▶ _TO DO_
Would you give the number of lines in the entries that contain the word "UserId"? Nothing else is needed.

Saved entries
--
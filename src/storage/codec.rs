// SPDX-License-Identifier: MIT
// Copyright 2026 Roland Dreier <roland@rolandd.dev>

//! Snapshot codec: the session list to one string blob and back.
//!
//! Restores are fail-soft. A missing or unreadable snapshot means a fresh
//! start, never an error the user sees. Derived metrics come back exactly
//! as stored; the decoder does not recompute them.

use serde::{Deserialize, Serialize};

use crate::error::{AppError, Result};
use crate::models::WorkoutRecord;
use crate::store::SessionWorkout;
use crate::time_utils;

/// Current snapshot format version.
///
/// The predecessor format was a bare record array with no version field.
/// Unversioned or mismatched blobs are treated as unreadable, not migrated.
pub const SNAPSHOT_VERSION: u32 = 1;

/// On-disk snapshot shape.
#[derive(Debug, Serialize, Deserialize)]
pub struct SnapshotEnvelope {
    pub version: u32,
    /// When the snapshot was written. Diagnostic only; ignored on restore.
    pub saved_at: String,
    pub workouts: Vec<WorkoutRecord>,
}

/// Encode the session list as a snapshot blob.
///
/// Live workouts reduce to plain records here; the interaction counter does
/// not make it into the blob.
pub fn encode_snapshot(entries: &[SessionWorkout]) -> Result<String> {
    let envelope = SnapshotEnvelope {
        version: SNAPSHOT_VERSION,
        saved_at: time_utils::format_utc_rfc3339(chrono::Utc::now()),
        workouts: entries.iter().map(SessionWorkout::to_record).collect(),
    };
    Ok(serde_json::to_string(&envelope)?)
}

/// Strict decode of a snapshot blob.
pub fn parse_snapshot(blob: &str) -> Result<Vec<WorkoutRecord>> {
    let envelope: SnapshotEnvelope =
        serde_json::from_str(blob).map_err(|e| AppError::CorruptSnapshot(e.to_string()))?;
    if envelope.version != SNAPSHOT_VERSION {
        return Err(AppError::CorruptSnapshot(format!(
            "Unsupported snapshot version {}",
            envelope.version
        )));
    }
    Ok(envelope.workouts)
}

/// Fail-soft decode used by the restore path.
///
/// `None` for an absent blob is simply "nothing saved yet". A present but
/// unreadable blob is logged and also yields `None`; the caller starts
/// fresh either way.
pub fn decode_snapshot(blob: Option<&str>) -> Option<Vec<WorkoutRecord>> {
    let blob = blob?;
    match parse_snapshot(blob) {
        Ok(records) => Some(records),
        Err(e) => {
            tracing::warn!(error = %e, "Discarding unreadable workout snapshot");
            None
        }
    }
}
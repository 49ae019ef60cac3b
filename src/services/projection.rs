//! Display projections for list items and map markers.
//!
//! Pure mappings from a session entry to the strings the UI shows. The same
//! entry always projects to the same fields, with no side effects. Derived
//! metrics display with one decimal place; values the user entered display
//! as entered.

use serde::Serialize;
#[cfg(feature = "binding-generation")]
use ts_rs::TS;

use crate::models::{Discipline, WorkoutKind};
use crate::store::SessionWorkout;

/// Display fields for one workout list item.
#[derive(Debug, Clone, Serialize)]
#[cfg_attr(feature = "binding-generation", derive(TS))]
#[cfg_attr(
    feature = "binding-generation",
    ts(export, export_to = "web/src/lib/generated/")
)]
pub struct WorkoutCard {
    pub id: String,
    pub kind: String,
    pub icon: String,
    /// The workout description, e.g. "Running on April 14"
    pub title: String,
    pub distance: String,
    pub distance_unit: String,
    pub duration: String,
    pub duration_unit: String,
    /// Derived metric: pace for running, speed for cycling
    pub metric: String,
    pub metric_unit: String,
    /// Kind-specific field as entered: cadence or elevation gain
    pub extra: String,
    pub extra_unit: String,
}

/// Display fields for one map marker and its popup.
#[derive(Debug, Clone, Serialize)]
#[cfg_attr(feature = "binding-generation", derive(TS))]
#[cfg_attr(
    feature = "binding-generation",
    ts(export, export_to = "web/src/lib/generated/")
)]
pub struct MapMarker {
    pub lat: f64,
    pub lng: f64,
    pub kind: String,
    /// Popup body: "<icon> <description>"
    pub popup_text: String,
    /// Popup style hook: "<kind>-popup"
    pub css_class: String,
}

/// Icon glyph for a workout kind.
fn icon_for(kind: WorkoutKind) -> &'static str {
    match kind {
        WorkoutKind::Running => "🏃",
        WorkoutKind::Cycling => "🚴‍♀️",
    }
}

/// Project a session entry to its list card.
pub fn build_card(entry: &SessionWorkout) -> WorkoutCard {
    let kind = entry.kind();
    let (metric, metric_unit, extra, extra_unit) = match entry.discipline() {
        Discipline::Running {
            cadence_spm,
            pace_min_per_km,
        } => (
            format!("{:.1}", pace_min_per_km),
            "min/km",
            cadence_spm.to_string(),
            "spm",
        ),
        Discipline::Cycling {
            elevation_gain_m,
            speed_km_per_h,
        } => (
            format!("{:.1}", speed_km_per_h),
            "km/h",
            elevation_gain_m.to_string(),
            "m",
        ),
    };

    WorkoutCard {
        id: entry.id().to_string(),
        kind: kind.to_string(),
        icon: icon_for(kind).to_string(),
        title: entry.description().to_string(),
        distance: entry.distance_km().to_string(),
        distance_unit: "km".to_string(),
        duration: entry.duration_min().to_string(),
        duration_unit: "min".to_string(),
        metric,
        metric_unit: metric_unit.to_string(),
        extra,
        extra_unit: extra_unit.to_string(),
    }
}

/// Project a session entry to its map marker.
pub fn build_marker(entry: &SessionWorkout) -> MapMarker {
    let kind = entry.kind();
    let coords = entry.coords();
    MapMarker {
        lat: coords.lat(),
        lng: coords.lng(),
        kind: kind.to_string(),
        popup_text: format!("{} {}", icon_for(kind), entry.description()),
        css_class: format!("{}-popup", kind),
    }
}
//! UseCase layer: one use case per inbound operation.
//!
//! 各ユースケースは Repository / Pusher の抽象と、在室状態を直列化する
//! `Arc<Mutex<RoomRegistry>>` だけに依存します。Directory への await は
//! レジストリのロックを保持せずに行い、インメモリ状態への反映は
//! ロック区間でまとめて適用します。

pub mod connect_session;
pub mod create_room;
pub mod disconnect_session;
pub mod error;
pub mod join_by_invite;
pub mod join_room;
pub mod leave_room;
pub mod list_rooms;
pub mod send_message;
pub mod typing;

pub use connect_session::ConnectSessionUseCase;
pub use create_room::CreateRoomUseCase;
pub use disconnect_session::DisconnectSessionUseCase;
pub use error::{
    CreateRoomError, JoinByCodeError, JoinRoomError, ListRoomsError, SendMessageError,
};
pub use join_by_invite::JoinByInviteCodeUseCase;
pub use join_room::{JoinOutcome, JoinRoomUseCase};
pub use leave_room::LeaveRoomUseCase;
pub use list_rooms::ListRoomsUseCase;
pub use send_message::{DeliveredMessage, SendMessageUseCase, SendOutcome};
pub use typing::TypingUseCase;
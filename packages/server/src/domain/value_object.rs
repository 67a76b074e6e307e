//! 値オブジェクト定義
//!
//! 文字列をそのまま引き回さず、検証済みの newtype として扱います。
//! 生成に失敗した値はドメイン層に入りません。

use uuid::Uuid;

/// Validation failure when constructing a value object
#[derive(Debug, Clone, PartialEq, Eq, thiserror::Error)]
pub enum ValueError {
    #[error("{0} must not be empty")]
    Empty(&'static str),
    #[error("{field} must be at most {max} characters")]
    TooLong { field: &'static str, max: usize },
}

macro_rules! string_value_object {
    ($(#[$meta:meta])* $name:ident, $label:literal) => {
        $(#[$meta])*
        #[derive(Debug, Clone, PartialEq, Eq, Hash)]
        pub struct $name(String);

        impl $name {
            pub fn new(value: String) -> Result<Self, ValueError> {
                if value.trim().is_empty() {
                    return Err(ValueError::Empty($label));
                }
                Ok(Self(value))
            }

            pub fn as_str(&self) -> &str {
                &self.0
            }

            pub fn into_string(self) -> String {
                self.0
            }
        }

        impl TryFrom<String> for $name {
            type Error = ValueError;

            fn try_from(value: String) -> Result<Self, Self::Error> {
                Self::new(value)
            }
        }
    };
}

string_value_object!(
    /// 接続ごとにサーバーが採番する一時的な識別子
    ///
    /// ユーザー ID とは別物。同一ユーザーが複数の接続を持ち得る。
    ConnectionId,
    "connection id"
);

string_value_object!(
    /// 認証済みユーザーの永続的な識別子
    UserId,
    "user id"
);

string_value_object!(
    /// 表示名（再接続間で一意とは限らない）
    Username,
    "username"
);

string_value_object!(
    /// 招待コード（8 文字の 16 進文字列、全体で一意）
    InviteCode,
    "invite code"
);

/// 論理ルームの識別子
///
/// `"public"` はデフォルトルーム（オーナーなし・招待コードなし・
/// 自由参加）を表す予約 ID。
#[derive(Debug, Clone, PartialEq, Eq, Hash)]
pub struct RoomId(String);

impl RoomId {
    /// The always-available open room
    pub const DEFAULT: &'static str = "public";

    pub fn new(value: String) -> Result<Self, ValueError> {
        if value.trim().is_empty() {
            return Err(ValueError::Empty("room id"));
        }
        Ok(Self(value))
    }

    /// The distinguished default/public room
    pub fn default_room() -> Self {
        Self(Self::DEFAULT.to_string())
    }

    pub fn is_default(&self) -> bool {
        self.0 == Self::DEFAULT
    }

    pub fn as_str(&self) -> &str {
        &self.0
    }

    pub fn into_string(self) -> String {
        self.0
    }
}

impl TryFrom<String> for RoomId {
    type Error = ValueError;

    fn try_from(value: String) -> Result<Self, Self::Error> {
        Self::new(value)
    }
}

/// ルーム名（トリム後に空でないこと、50 文字以内）
#[derive(Debug, Clone, PartialEq, Eq)]
pub struct RoomName(String);

impl RoomName {
    pub const MAX_LEN: usize = 50;

    pub fn new(value: String) -> Result<Self, ValueError> {
        let trimmed = value.trim();
        if trimmed.is_empty() {
            return Err(ValueError::Empty("room name"));
        }
        if trimmed.chars().count() > Self::MAX_LEN {
            return Err(ValueError::TooLong {
                field: "room name",
                max: Self::MAX_LEN,
            });
        }
        Ok(Self(trimmed.to_string()))
    }

    pub fn as_str(&self) -> &str {
        &self.0
    }

    pub fn into_string(self) -> String {
        self.0
    }
}

/// メッセージ本文（トリム済み、空でないこと）
///
/// 空白のみの本文はここで弾かれ、送信処理では黙って無視される。
#[derive(Debug, Clone, PartialEq, Eq)]
pub struct MessageBody(String);

impl MessageBody {
    pub fn new(value: String) -> Result<Self, ValueError> {
        let trimmed = value.trim();
        if trimmed.is_empty() {
            return Err(ValueError::Empty("message body"));
        }
        Ok(Self(trimmed.to_string()))
    }

    pub fn as_str(&self) -> &str {
        &self.0
    }

    pub fn into_string(self) -> String {
        self.0
    }
}

/// Unix timestamp in milliseconds
#[derive(Debug, Clone, Copy, PartialEq, Eq, PartialOrd, Ord)]
pub struct Timestamp(i64);

impl Timestamp {
    pub fn new(millis: i64) -> Self {
        Self(millis)
    }

    pub fn value(&self) -> i64 {
        self.0
    }
}

/// ConnectionId の採番（UUID v4）
pub struct ConnectionIdFactory;

impl ConnectionIdFactory {
    pub fn generate() -> Result<ConnectionId, ValueError> {
        ConnectionId::new(Uuid::new_v4().to_string())
    }
}

/// RoomId の採番（UUID v4）
pub struct RoomIdFactory;

impl RoomIdFactory {
    pub fn generate() -> Result<RoomId, ValueError> {
        RoomId::new(Uuid::new_v4().to_string())
    }
}

/// 招待コードの採番
///
/// 4 バイトの乱数を 16 進表記した 8 文字のコード。一意性の保証は
/// Room Directory 側の責務（衝突時は再生成）。
pub struct InviteCodeFactory;

impl InviteCodeFactory {
    pub fn generate() -> Result<InviteCode, ValueError> {
        let bytes: [u8; 4] = rand::random();
        let code = bytes.iter().map(|b| format!("{:02x}", b)).collect::<String>();
        InviteCode::new(code)
    }
}

#[cfg(test)]
mod tests {
    use super::*;

    #[test]
    fn test_connection_id_rejects_empty() {
        // テスト項目: 空文字列から ConnectionId を生成できない
        // given (前提条件):
        let value = "".to_string();

        // when (操作):
        let result = ConnectionId::new(value);

        // then (期待する結果):
        assert_eq!(result, Err(ValueError::Empty("connection id")));
    }

    #[test]
    fn test_room_id_default_room() {
        // テスト項目: デフォルトルームの RoomId が正しく判定される
        // given (前提条件):
        let default = RoomId::default_room();
        let other = RoomId::new("team-a".to_string()).unwrap();

        // when (操作) / then (期待する結果):
        assert!(default.is_default());
        assert_eq!(default.as_str(), "public");
        assert!(!other.is_default());
    }

    #[test]
    fn test_room_name_trims_whitespace() {
        // テスト項目: ルーム名は前後の空白を除去して保持される
        // given (前提条件):
        let value = "  Team Idobata  ".to_string();

        // when (操作):
        let name = RoomName::new(value).unwrap();

        // then (期待する結果):
        assert_eq!(name.as_str(), "Team Idobata");
    }

    #[test]
    fn test_room_name_rejects_blank() {
        // テスト項目: 空白のみのルーム名は拒否される
        // given (前提条件):
        let value = "   ".to_string();

        // when (操作):
        let result = RoomName::new(value);

        // then (期待する結果):
        assert_eq!(result, Err(ValueError::Empty("room name")));
    }

    #[test]
    fn test_room_name_rejects_too_long() {
        // テスト項目: 50 文字を超えるルーム名は拒否される
        // given (前提条件):
        let value = "x".repeat(51);

        // when (操作):
        let result = RoomName::new(value);

        // then (期待する結果):
        assert_eq!(
            result,
            Err(ValueError::TooLong {
                field: "room name",
                max: 50
            })
        );
    }

    #[test]
    fn test_message_body_rejects_whitespace_only() {
        // テスト項目: 空白のみの本文は拒否される
        // given (前提条件):
        let value = " \t\n ".to_string();

        // when (操作):
        let result = MessageBody::new(value);

        // then (期待する結果):
        assert_eq!(result, Err(ValueError::Empty("message body")));
    }

    #[test]
    fn test_message_body_trims_whitespace() {
        // テスト項目: 本文は前後の空白を除去して保持される
        // given (前提条件):
        let value = "  hi there  ".to_string();

        // when (操作):
        let body = MessageBody::new(value).unwrap();

        // then (期待する結果):
        assert_eq!(body.as_str(), "hi there");
    }

    #[test]
    fn test_connection_id_factory_generates_unique_ids() {
        // テスト項目: ConnectionIdFactory が毎回異なる ID を生成する
        // given (前提条件):

        // when (操作):
        let id1 = ConnectionIdFactory::generate().unwrap();
        let id2 = ConnectionIdFactory::generate().unwrap();

        // then (期待する結果):
        assert_ne!(id1, id2);
    }

    #[test]
    fn test_invite_code_factory_generates_hex_code() {
        // テスト項目: InviteCodeFactory が 8 文字の 16 進コードを生成する
        // given (前提条件):

        // when (操作):
        let code = InviteCodeFactory::generate().unwrap();

        // then (期待する結果):
        assert_eq!(code.as_str().len(), 8);
        assert!(code.as_str().chars().all(|c| c.is_ascii_hexdigit()));
    }
}
//! UseCase: 招待コードによる参加処理
//!
//! コードを Directory で解決し、永続メンバーシップを追加する。
//! 既にメンバーならエラーではなく成功として扱う（冪等）。
//! ライブな入室は UI 層が JoinRoomUseCase で続けて行う。

use std::sync::Arc;

use tokio::sync::Mutex;

use crate::domain::{
    ConnectionId, InviteCode, MessagePusher, Room, RoomDirectory, RoomRegistry,
};

use super::error::JoinByCodeError;

/// 招待コード参加のユースケース
pub struct JoinByInviteCodeUseCase {
    /// 在室状態の唯一の所有者
    registry: Arc<Mutex<RoomRegistry>>,
    /// Room Directory（永続ストアの抽象化）
    directory: Arc<dyn RoomDirectory>,
    /// MessagePusher（メッセージ通知の抽象化）
    message_pusher: Arc<dyn MessagePusher>,
}

impl JoinByInviteCodeUseCase {
    /// 新しい JoinByInviteCodeUseCase を作成
    pub fn new(
        registry: Arc<Mutex<RoomRegistry>>,
        directory: Arc<dyn RoomDirectory>,
        message_pusher: Arc<dyn MessagePusher>,
    ) -> Self {
        Self {
            registry,
            directory,
            message_pusher,
        }
    }

    /// 招待コードによる参加を実行
    ///
    /// # Returns
    ///
    /// * `Ok(Room)` - 参加したルーム（既メンバーの場合も成功）
    /// * `Err(JoinByCodeError)` - 参加失敗
    pub async fn execute(
        &self,
        connection_id: &ConnectionId,
        raw_code: String,
    ) -> Result<Room, JoinByCodeError> {
        let identity = {
            let registry = self.registry.lock().await;
            registry
                .identity_of(connection_id)
                .cloned()
                .ok_or(JoinByCodeError::UnknownSession)?
        };

        let code =
            InviteCode::new(raw_code).map_err(|_| JoinByCodeError::InvalidInviteCode)?;

        let room = self
            .directory
            .find_by_invite_code(&code)
            .await
            .map_err(|e| {
                tracing::error!("Invite code lookup failed: {}", e);
                JoinByCodeError::Storage(e)
            })?
            .ok_or(JoinByCodeError::InvalidInviteCode)?;

        // 既にメンバーなら冪等に成功扱い
        if room.is_member(&identity.user_id) {
            return Ok(room);
        }

        self.directory
            .add_member(&room.id, identity.user_id.clone())
            .await
            .map_err(|e| {
                tracing::error!("Adding member failed: {}", e);
                JoinByCodeError::Storage(e)
            })?;

        tracing::info!(
            "User '{}' joined room '{}' by invite code",
            identity.user_id.as_str(),
            room.id.as_str()
        );
        Ok(room)
    }

    /// カタログ変更ヒントの配信対象（登録済みの全接続）
    pub async fn catalog_hint_targets(&self) -> Vec<ConnectionId> {
        let registry = self.registry.lock().await;
        registry.all_connections()
    }

    /// カタログ変更ヒントをブロードキャスト
    pub async fn broadcast_catalog_changed(
        &self,
        targets: Vec<ConnectionId>,
        message: &str,
    ) -> Result<(), String> {
        self.message_pusher
            .broadcast(targets, message)
            .await
            .map_err(|e| e.to_string())
    }
}

#[cfg(test)]
mod tests {
    use super::*;
    use crate::domain::{Identity, RoomName, UserId, Username};
    use crate::infrastructure::message_pusher::WebSocketMessagePusher;
    use crate::infrastructure::repository::InMemoryRoomDirectory;

    fn identity(user_id: &str, username: &str) -> Identity {
        Identity::new(
            UserId::new(user_id.to_string()).unwrap(),
            Username::new(username.to_string()).unwrap(),
        )
    }

    fn conn(id: &str) -> ConnectionId {
        ConnectionId::new(id.to_string()).unwrap()
    }

    fn usecase_with(
        registry: Arc<Mutex<RoomRegistry>>,
        directory: Arc<dyn RoomDirectory>,
    ) -> JoinByInviteCodeUseCase {
        JoinByInviteCodeUseCase::new(registry, directory, Arc::new(WebSocketMessagePusher::new()))
    }

    async fn create_team_room(directory: &InMemoryRoomDirectory) -> Room {
        directory
            .create_room(
                UserId::new("alice".to_string()).unwrap(),
                RoomName::new("Team".to_string()).unwrap(),
            )
            .await
            .unwrap()
    }

    #[tokio::test]
    async fn test_join_by_code_adds_durable_membership() {
        // テスト項目: 招待コードで永続メンバーシップが追加される
        // given (前提条件):
        let registry = Arc::new(Mutex::new(RoomRegistry::new()));
        let directory = Arc::new(InMemoryRoomDirectory::new());
        let room = create_team_room(&directory).await;
        let usecase = usecase_with(registry.clone(), directory.clone());
        {
            let mut lock = registry.lock().await;
            lock.connect(conn("c1"), identity("bob", "Bob"));
        }

        // when (操作):
        let joined = usecase
            .execute(&conn("c1"), room.invite_code.as_str().to_string())
            .await
            .unwrap();

        // then (期待する結果):
        assert_eq!(joined.id, room.id);
        assert!(directory
            .is_member(&room.id, &UserId::new("bob".to_string()).unwrap())
            .await
            .unwrap());
    }

    #[tokio::test]
    async fn test_join_by_code_is_idempotent_for_members() {
        // テスト項目: 既メンバーの参加はエラーではなく成功
        // given (前提条件):
        let registry = Arc::new(Mutex::new(RoomRegistry::new()));
        let directory = Arc::new(InMemoryRoomDirectory::new());
        let room = create_team_room(&directory).await;
        let usecase = usecase_with(registry.clone(), directory.clone());
        {
            let mut lock = registry.lock().await;
            lock.connect(conn("c1"), identity("alice", "Alice"));
        }

        // when (操作): オーナー自身がコードで参加を試みる
        let result = usecase
            .execute(&conn("c1"), room.invite_code.as_str().to_string())
            .await;

        // then (期待する結果):
        assert_eq!(result.unwrap().id, room.id);
    }

    #[tokio::test]
    async fn test_join_by_unknown_code_is_rejected() {
        // テスト項目: 解決できないコードは InvalidInviteCode
        // given (前提条件):
        let registry = Arc::new(Mutex::new(RoomRegistry::new()));
        let directory = Arc::new(InMemoryRoomDirectory::new());
        create_team_room(&directory).await;
        let usecase = usecase_with(registry.clone(), directory);
        {
            let mut lock = registry.lock().await;
            lock.connect(conn("c1"), identity("bob", "Bob"));
        }

        // when (操作):
        let result = usecase.execute(&conn("c1"), "00000000".to_string()).await;

        // then (期待する結果):
        assert_eq!(result.unwrap_err(), JoinByCodeError::InvalidInviteCode);
    }

    #[tokio::test]
    async fn test_join_by_blank_code_is_rejected() {
        // テスト項目: 空のコードは Directory に問い合わせず拒否される
        // given (前提条件):
        let registry = Arc::new(Mutex::new(RoomRegistry::new()));
        let usecase = usecase_with(registry.clone(), Arc::new(InMemoryRoomDirectory::new()));
        {
            let mut lock = registry.lock().await;
            lock.connect(conn("c1"), identity("bob", "Bob"));
        }

        // when (操作):
        let result = usecase.execute(&conn("c1"), "  ".to_string()).await;

        // then (期待する結果):
        assert_eq!(result.unwrap_err(), JoinByCodeError::InvalidInviteCode);
    }
}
--
▶ _RESULT FOR THIS TASK_
5